Exercise: Identify each line below containing the string "Environment" and copy it.

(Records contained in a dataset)
------------

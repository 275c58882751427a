mod cli;

use anyhow::{anyhow, Result};
use clap::Parser;
use cli::{Command, PhasesArgs, RootArgs, RunArgs};
use std::io;
use std::sync::atomic::{AtomicBool, Ordering};
use std::time::Duration;
use test_genie::catalog::DEFAULT_PHASE_TIMEOUT;
use test_genie::executor::render_summary;
use test_genie::{default_catalog, execute, Environment, ExecutionPlan, RunContext, Toolbox};
use tracing_subscriber::EnvFilter;

fn main() {
    let args = RootArgs::parse();
    init_tracing();
    match dispatch(args) {
        Ok(code) => std::process::exit(code),
        Err(err) => {
            eprintln!("error: {err:#}");
            std::process::exit(2);
        }
    }
}

fn init_tracing() {
    let filter = EnvFilter::try_from_default_env().unwrap_or_else(|_| EnvFilter::new("warn"));
    tracing_subscriber::fmt()
        .with_env_filter(filter)
        .with_target(false)
        .with_writer(io::stderr)
        .init();
}

fn dispatch(args: RootArgs) -> Result<i32> {
    match args.command {
        Command::Run(args) => run(args),
        Command::Phases(args) => phases(args),
    }
}

fn seconds(flag: &str, value: Option<f64>) -> Result<Option<Duration>> {
    match value {
        None => Ok(None),
        Some(secs) if secs.is_finite() && secs > 0.0 => Ok(Some(Duration::from_secs_f64(secs))),
        Some(secs) => Err(anyhow!("--{flag} must be a positive number of seconds, got {secs}")),
    }
}

fn run(args: RunArgs) -> Result<i32> {
    let env = Environment::from_scenario_dir(&args.scenario_dir)?.with_ui_url(args.ui_url);
    if !env.scenario_dir.is_dir() {
        return Err(anyhow!(
            "scenario directory {} does not exist",
            env.scenario_dir.display()
        ));
    }
    let root = RunContext::background();
    install_interrupt_handler(&root);
    let ctx = match seconds("timeout", args.timeout)? {
        Some(timeout) => root.with_timeout(timeout),
        None => root,
    };
    let plan = ExecutionPlan::phases(args.phases)
        .fail_fast(args.fail_fast)
        .phase_timeout(seconds("phase-timeout", args.phase_timeout)?);
    let catalog = default_catalog(DEFAULT_PHASE_TIMEOUT);
    let tools = Toolbox::system();

    tracing::info!(scenario = env.scenario_name.as_str(), "starting run");
    let summary = execute(&ctx, &catalog, &env, &tools, &plan)?;
    if args.json {
        println!("{}", serde_json::to_string_pretty(&summary)?);
    } else {
        print!("{}", render_summary(&summary));
    }
    Ok(summary.exit_code())
}

/// SIGINT/SIGTERM/SIGHUP cancel the run so the in-flight phase terminates
/// its children, seed sessions clean up, and the remaining phases still get
/// pointers and a summary. A second signal exits immediately.
fn install_interrupt_handler(root: &RunContext) {
    let root = root.clone();
    let signalled = AtomicBool::new(false);
    if let Err(err) = ctrlc::set_handler(move || {
        if signalled.swap(true, Ordering::SeqCst) {
            std::process::exit(130);
        }
        eprintln!("interrupted; cancelling the run (signal again to exit now)");
        root.cancel();
    }) {
        tracing::warn!(error = %err, "failed to install interrupt handler");
    }
}

fn phases(args: PhasesArgs) -> Result<i32> {
    let catalog = default_catalog(DEFAULT_PHASE_TIMEOUT);
    let descriptors = catalog.descriptors();
    if args.json {
        println!("{}", serde_json::to_string_pretty(&descriptors)?);
        return Ok(0);
    }
    for descriptor in descriptors {
        println!(
            "{:<13} weight {:>3}  timeout {:>5.0}s{}  {}",
            descriptor.name,
            descriptor.weight,
            descriptor.default_timeout_seconds,
            if descriptor.optional { "  optional" } else { "" },
            descriptor.description
        );
    }
    Ok(0)
}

------------

Exercise solution:
use test_genie::{default_catalog, execute, Environment, ExecutionPlan, RunContext, Toolbox};
    let env = Environment::from_scenario_dir(&args.scenario_dir)?.with_ui_url(args.ui_url);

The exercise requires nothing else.